La Güera no fue nunca un lugar cualquiera. Fue y sigue siendo, para quienes la aman, una patria diminuta tallada por el viento, la sal y la dignidad. Quienes la habitaron, de entre ellos Aziza Badada, Mohamed Embarek Fakala, Cheijatu Alisalem, Brahim Buyema (que Dios le dé larga vida), y tantos otros, no necesitan monumentos. Su amor por el pueblo, su hospitalidad sin condiciones y su entrega la convirtieron en joya del Sáhara, aunque ahora duela evocarla desde lejos.

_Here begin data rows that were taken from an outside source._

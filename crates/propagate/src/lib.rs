//! Propagation of window-set changes to schedulers.
//!
//! This crate provides:
//! - The [`Propagator`] trait and the closed set of strategies
//! - In-process, polling, and ZeroMQ-bus implementations
//! - Settings loading and the strategy factory

pub mod bus;
pub mod error;
pub mod kind;
pub mod local;
pub mod poll;
pub mod traits;

pub use bus::{BusConfig, BusEndpoint, BusPropagator, ReloadSignal, RELOAD_TOPIC};
pub use error::PropagateError;
pub use kind::{build_propagator, PropagateSettings, PropagatorKind};
pub use local::LocalPropagator;
pub use poll::PollPropagator;
pub use traits::{NullPropagator, Propagator};
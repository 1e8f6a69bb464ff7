//! ZeroMQ fan-out of reload signals across instances.
//!
//! Wire format is a two-frame PUB/SUB message: the topic string (what SUB
//! sockets filter on) followed by a MessagePack-encoded [`ReloadSignal`].

use std::io;
use std::path::Path;
use std::sync::Arc;
use std::time::Duration;

use async_trait::async_trait;
use chrono::{DateTime, Utc};
use serde::{Deserialize, Serialize};
use tokio::sync::{broadcast, Mutex, Notify};
use tokio::task::JoinHandle;
use tracing::{debug, info, warn};
use uuid::Uuid;
use zeromq::prelude::*;
use zeromq::{PubSocket, SubSocket, ZmqMessage};

use dynlog_scheduler::{Scheduler, TriggerStore};

use crate::error::PropagateError;
use crate::traits::{reload_scheduler, Propagator};

/// Topic for reload fan-out, used as the ZMQ subscription prefix.
pub const RELOAD_TOPIC: &str = "dynlog.config.reload";

/// Envelope published when the window set changes anywhere.
#[derive(Debug, Clone, Serialize, Deserialize)]
pub struct ReloadSignal {
    /// Node that observed the mutation. Informational; reloads are
    /// idempotent so receivers do not filter on it.
    pub origin: Uuid,
    pub at: DateTime<Utc>,
}

impl ReloadSignal {
    pub fn new(origin: Uuid) -> Self {
        Self {
            origin,
            at: Utc::now(),
        }
    }

    /// Two-frame wire form: `[topic, envelope]`.
    pub fn to_frames(&self) -> Result<ZmqMessage, PropagateError> {
        let mut msg = ZmqMessage::from(RELOAD_TOPIC);
        msg.push_back(rmp_serde::to_vec(self)?.into());
        Ok(msg)
    }

    /// Decode from wire form. Peers that inline the topic into a single
    /// frame are not expected, but the envelope is the last frame either
    /// way.
    pub fn from_frames(msg: &ZmqMessage) -> Result<Self, PropagateError> {
        let frames: Vec<_> = msg.iter().collect();
        let envelope = frames
            .last()
            .ok_or_else(|| PropagateError::Transport("empty reload message".to_string()))?;
        Ok(rmp_serde::from_slice(envelope.as_ref())?)
    }
}

/// ZeroMQ endpoint for the reload bus.
#[derive(Debug, Clone, PartialEq, Eq, Serialize, Deserialize)]
#[serde(tag = "type", content = "address", rename_all = "snake_case")]
pub enum BusEndpoint {
    /// Unix domain socket under `/tmp/dynlog/`, for same-host fan-out.
    Ipc(String),

    /// TCP, for fan-out across hosts.
    Tcp { host: String, port: u16 },
}

impl BusEndpoint {
    pub fn ipc(name: &str) -> Self {
        Self::Ipc(name.to_string())
    }

    pub fn tcp(host: impl Into<String>, port: u16) -> Self {
        Self::Tcp {
            host: host.into(),
            port,
        }
    }

    pub fn endpoint(&self) -> String {
        match self {
            Self::Ipc(name) => format!("ipc:///tmp/dynlog/{name}.sock"),
            Self::Tcp { host, port } => format!("tcp://{host}:{port}"),
        }
    }

    /// IPC sockets are plain files: make sure the directory exists and no
    /// stale socket from a crashed process blocks the bind. No-op for TCP.
    pub fn prepare(&self) -> io::Result<()> {
        if let Self::Ipc(_) = self {
            let endpoint = self.endpoint();
            let path = endpoint.strip_prefix("ipc://").unwrap_or(&endpoint);
            if let Some(parent) = Path::new(path).parent() {
                std::fs::create_dir_all(parent)?;
            }
            match std::fs::remove_file(path) {
                Ok(()) => debug!(path, "removed stale bus socket"),
                Err(e) if e.kind() == io::ErrorKind::NotFound => {}
                Err(e) => return Err(e),
            }
        }
        Ok(())
    }
}

impl std::fmt::Display for BusEndpoint {
    fn fmt(&self, f: &mut std::fmt::Formatter<'_>) -> std::fmt::Result {
        write!(f, "{}", self.endpoint())
    }
}

/// Socket wiring for the bus strategy.
///
/// A deployment with an external XPUB/XSUB forwarder points both endpoints
/// at it and leaves `bind_publisher` off; a direct two-node setup (or a
/// test) binds the publisher on one node and subscribes everyone to it.
#[derive(Debug, Clone, PartialEq, Eq, Serialize, Deserialize)]
pub struct BusConfig {
    /// Endpoint for the PUB socket.
    pub publish: BusEndpoint,

    /// Endpoint the SUB socket connects to.
    pub subscribe: BusEndpoint,

    /// Bind instead of connect on the PUB side.
    #[serde(default)]
    pub bind_publisher: bool,
}

struct BusInner {
    config: BusConfig,
    origin: Uuid,
    scheduler: Arc<Scheduler>,
    debounce: Option<Duration>,
    publisher: Mutex<Option<PubSocket>>,
    shutdown: Notify,
}

impl BusInner {
    async fn publish_signal(&self) -> Result<(), PropagateError> {
        let signal = ReloadSignal::new(self.origin);
        let frames = signal.to_frames()?;

        let mut guard = self.publisher.lock().await;
        let socket = guard
            .as_mut()
            .ok_or_else(|| PropagateError::Transport("bus not set up".to_string()))?;
        socket.send(frames).await?;
        debug!(origin = %signal.origin, "published reload signal");
        Ok(())
    }
}

/// Multi-instance strategy: every node publishes a [`ReloadSignal`] when
/// its local store mutates, and every node (the publisher included, via
/// its own subscription) reloads on any signal.
pub struct BusPropagator {
    inner: Arc<BusInner>,
    store: Arc<dyn TriggerStore>,
    tasks: Mutex<Vec<JoinHandle<()>>>,
}

impl BusPropagator {
    pub fn new(
        config: BusConfig,
        store: Arc<dyn TriggerStore>,
        scheduler: Arc<Scheduler>,
        debounce: Option<Duration>,
    ) -> Self {
        Self {
            inner: Arc::new(BusInner {
                config,
                origin: Uuid::new_v4(),
                scheduler,
                debounce,
                publisher: Mutex::new(None),
                shutdown: Notify::new(),
            }),
            store,
            tasks: Mutex::new(Vec::new()),
        }
    }

    async fn connect_publisher(&self) -> Result<(), PropagateError> {
        let mut socket = PubSocket::new();
        let endpoint = self.inner.config.publish.endpoint();
        if self.inner.config.bind_publisher {
            self.inner.config.publish.prepare()?;
            info!(endpoint = %endpoint, "binding reload PUB socket");
            socket.bind(&endpoint).await?;
        } else {
            info!(endpoint = %endpoint, "connecting reload PUB socket");
            socket.connect(&endpoint).await?;
        }
        *self.inner.publisher.lock().await = Some(socket);
        Ok(())
    }

    async fn spawn_listener(&self) -> Result<JoinHandle<()>, PropagateError> {
        let mut socket = SubSocket::new();
        let endpoint = self.inner.config.subscribe.endpoint();
        info!(endpoint = %endpoint, "connecting reload SUB socket");
        socket.connect(&endpoint).await?;
        socket.subscribe(RELOAD_TOPIC).await?;

        let inner = Arc::clone(&self.inner);
        Ok(tokio::spawn(async move {
            loop {
                tokio::select! {
                    received = socket.recv() => match received {
                        Ok(msg) => match ReloadSignal::from_frames(&msg) {
                            Ok(signal) => {
                                debug!(origin = %signal.origin, sent_at = %signal.at, "reload signal received");
                                reload_scheduler(&inner.scheduler, inner.debounce).await;
                            }
                            Err(err) => warn!(error = %err, "undecodable reload signal dropped"),
                        },
                        Err(err) => {
                            warn!(error = %err, "bus recv error");
                            tokio::time::sleep(Duration::from_millis(100)).await;
                        }
                    },
                    _ = inner.shutdown.notified() => break,
                }
            }
            info!("bus listener stopped");
        }))
    }

    /// Bridge the local store feed onto the bus, so a mutation through this
    /// node reaches every instance without the mutating code calling
    /// [`Propagator::propagate`] itself.
    fn spawn_store_bridge(&self) -> JoinHandle<()> {
        let mut feed = self.store.watch();
        let inner = Arc::clone(&self.inner);
        tokio::spawn(async move {
            loop {
                tokio::select! {
                    event = feed.recv() => match event {
                        Ok(_) | Err(broadcast::error::RecvError::Lagged(_)) => {
                            if let Err(err) = inner.publish_signal().await {
                                warn!(error = %err, "failed to publish reload signal");
                            }
                        }
                        Err(broadcast::error::RecvError::Closed) => break,
                    },
                    _ = inner.shutdown.notified() => break,
                }
            }
            info!("bus store bridge stopped");
        })
    }
}

#[async_trait]
impl Propagator for BusPropagator {
    async fn setup(&self) -> Result<(), PropagateError> {
        self.connect_publisher().await?;
        let listener = self.spawn_listener().await?;
        let bridge = self.spawn_store_bridge();
        let mut tasks = self.tasks.lock().await;
        tasks.push(listener);
        tasks.push(bridge);
        Ok(())
    }

    async fn teardown(&self) {
        self.inner.shutdown.notify_waiters();
        for task in self.tasks.lock().await.drain(..) {
            task.abort();
        }
        *self.inner.publisher.lock().await = None;
    }

    async fn propagate(&self) -> Result<(), PropagateError> {
        self.inner.publish_signal().await
    }

    fn name(&self) -> &str {
        "bus"
    }
}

El Majzén sueña con un imperio que vaya “de Tánger a La Güera”, pero ni siquiera podrá dormir tranquilo desde el Draa hasta allí. Porque La Güera jamás aceptó enemigos sobre su suelo. Porque quienes nacieron o fueron abrazados por su espíritu, la recuerdan con una ternura que ningún ocupante puede borrar.
Y si alguien quiere saber si de verdad existió, basta con mencionar nombres que aún viven en la memoria colectiva: Lambergue, donde la autoridad se entrecruzaba con la vida cotidiana; Alfaturia, pulmón económico y social del puerto; Lemmelia, con su vibración callada; y el bazar de Mohamed Kori, donde los días tenían sabor a encuentro, trueque y café.
No sabe lo que se ha perdido el Estado español al abandonar al Sáhara y a su pueblo. Solo con las riquezas que encierra el entorno de La Güera: marinas, pesqueras, energéticas y geoestratégicas, se habría convertido en el país más rico de Europa, y quizás del mundo. Pero el servilismo del rey emérito y sus secuaces, que traicionaron compromisos y principios, pudo más que el verdadero interés de España. Fue una traición disfrazada de transición.
En esos rincones dormita la dignidad de un pueblo. Y aunque las paredes se hayan derrumbado y el viento arrastre la arena por donde un día hubo calles, La Güera sigue viva, porque hay lugares que, aunque parezcan borrados del mapa, laten en la memoria como si fueran promesa.
B.Lehdad.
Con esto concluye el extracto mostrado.